(Stored items)
====
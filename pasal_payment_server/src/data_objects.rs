use std::fmt::Display;

use pasal_common::Rupee;
use pasal_gateways::PaymentAction;
use pasal_payment_engine::{
    db_types::{Order, OrderStatus, PaymentStatus},
    order_objects::CheckoutLine,
};
use serde::{Deserialize, Serialize};

#[derive(Debug, Clone, Serialize, Deserialize)]
pub struct JsonResponse {
    pub success: bool,
    pub message: String,
}

impl JsonResponse {
    pub fn success<S: Display>(message: S) -> Self {
        Self { success: true, message: message.to_string() }
    }

    pub fn failure<S: Display>(message: S) -> Self {
        Self { success: false, message: message.to_string() }
    }
}

/// A customer checkout. The storefront resolves the cart into product ids and quantities; prices are never
/// taken from the client.
#[derive(Debug, Clone, Serialize, Deserialize)]
pub struct CheckoutRequest {
    pub user_id: i64,
    #[serde(default)]
    pub referred_by: Option<i64>,
    #[serde(default)]
    pub seller_id: Option<i64>,
    pub items: Vec<CheckoutLine>,
    pub recipient_name: String,
    pub phone: String,
    #[serde(default)]
    pub email: String,
    pub address: String,
    pub city: String,
    /// Gateway slug, e.g. "khalti", "esewa", "cod".
    pub gateway: String,
    #[serde(default)]
    pub coupon_code: Option<String>,
    #[serde(default)]
    pub delivery_fee: Rupee,
}

#[derive(Debug, Clone, Serialize)]
pub struct CheckoutResponse {
    pub success: bool,
    pub order_id: i64,
    pub invoice: String,
    pub final_amount: Rupee,
    pub status: OrderStatus,
    pub payment_status: PaymentStatus,
    /// What the storefront should do next: redirect the browser, auto-submit a form, or nothing for
    /// manual gateways.
    pub payment: PaymentAction,
}

/// An admin transition request. `courier_confirmed` marks the change as coming from the delivery partner's
/// handheld, which waives the seller-release wait period.
#[derive(Debug, Clone, Serialize, Deserialize)]
pub struct TransitionRequest {
    #[serde(default)]
    pub status: Option<OrderStatus>,
    #[serde(default)]
    pub payment_status: Option<PaymentStatus>,
    #[serde(default)]
    pub courier_confirmed: bool,
}

/// An admin-initiated payout of a user's referral balance.
#[derive(Debug, Clone, Serialize, Deserialize)]
pub struct WithdrawalRequest {
    pub user_id: i64,
    pub amount: Rupee,
}

#[derive(Debug, Clone, Serialize)]
pub struct PaymentStatusResponse {
    pub order_id: i64,
    pub invoice: String,
    pub provider: String,
    pub status: OrderStatus,
    pub payment_status: PaymentStatus,
    /// The provider's own vocabulary for the latest interaction, for display.
    pub provider_status: Option<String>,
}

impl PaymentStatusResponse {
    pub fn new(order: &Order, provider_status: Option<String>) -> Self {
        Self {
            order_id: order.id,
            invoice: order.invoice.clone(),
            provider: order.gateway.clone(),
            status: order.status,
            payment_status: order.payment_status,
            provider_status,
        }
    }
}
====
Work item
Give back all the records above exactly. Keep every word.

Output of the exercise
filename pasal_payment_server/src/data_objects.rs
use std::fmt::Display;

use pasal_common::Rupee;
use pasal_gateways::PaymentAction;
use pasal_payment_engine::{
    db_types::{Order, OrderStatus, PaymentStatus},
    order_objects::CheckoutLine,
};
use serde::{Deserialize, Serialize};

#[derive(Debug, Clone, Serialize, Deserialize)]
pub struct JsonResponse {
    pub success: bool,
    pub message: String,
}

impl JsonResponse {
    pub fn success<S: Display>(message: S) -> Self {
        Self { success: true, message: message.to_string() }
    }

    pub fn failure<S: Display>(message: S) -> Self {
        Self { success: false, message: message.to_string() }
    }
}

/// A customer checkout. The storefront resolves the cart into product ids and quantities; prices are never
/// taken from the client.
#[derive(Debug, Clone, Serialize, Deserialize)]
pub struct CheckoutRequest {
    pub user_id: i64,
    #[serde(default)]
    pub referred_by: Option<i64>,
    #[serde(default)]
    pub seller_id: Option<i64>,
    pub items: Vec<CheckoutLine>,
    pub recipient_name: String,
    pub phone: String,
    #[serde(default)]
    pub email: String,
    pub address: String,
    pub city: String,
    /// Gateway slug, e.g. "khalti", "esewa", "cod".
    pub gateway: String,
    #[serde(default)]
    pub coupon_code: Option<String>,
    #[serde(default)]
    pub delivery_fee: Rupee,
}

#[derive(Debug, Clone, Serialize)]
pub struct CheckoutResponse {
    pub success: bool,
    pub order_id: i64,
    pub invoice: String,
    pub final_amount: Rupee,
    pub status: OrderStatus,
    pub payment_status: PaymentStatus,
    /// What the storefront should do next: redirect the browser, auto-submit a form, or nothing for
    /// manual gateways.
    pub payment: PaymentAction,
}

/// An admin transition request. `courier_confirmed` marks the change as coming from the delivery partner's
/// handheld, which waives the seller-release wait period.
#[derive(Debug, Clone, Serialize, Deserialize)]
pub struct TransitionRequest {
    #[serde(default)]
    pub status: Option<OrderStatus>,
    #[serde(default)]
    pub payment_status: Option<PaymentStatus>,
    #[serde(default)]
    pub courier_confirmed: bool,
}

/// An admin-initiated payout of a user's referral balance.
#[derive(Debug, Clone, Serialize, Deserialize)]
pub struct WithdrawalRequest {
    pub user_id: i64,
    pub amount: Rupee,
}

#[derive(Debug, Clone, Serialize)]
pub struct PaymentStatusResponse {
    pub order_id: i64,
    pub invoice: String,
    pub provider: String,
    pub status: OrderStatus,
    pub payment_status: PaymentStatus,
    /// The provider's own vocabulary for the latest interaction, for display.
    pub provider_status: Option<String>,
}

impl PaymentStatusResponse {
    pub fn new(order: &Order, provider_status: Option<String>) -> Self {
        Self {
            order_id: order.id,
            invoice: order.invoice.clone(),
            provider: order.gateway.clone(),
            status: order.status,
            payment_status: order.payment_status,
            provider_status,
        }
    }
}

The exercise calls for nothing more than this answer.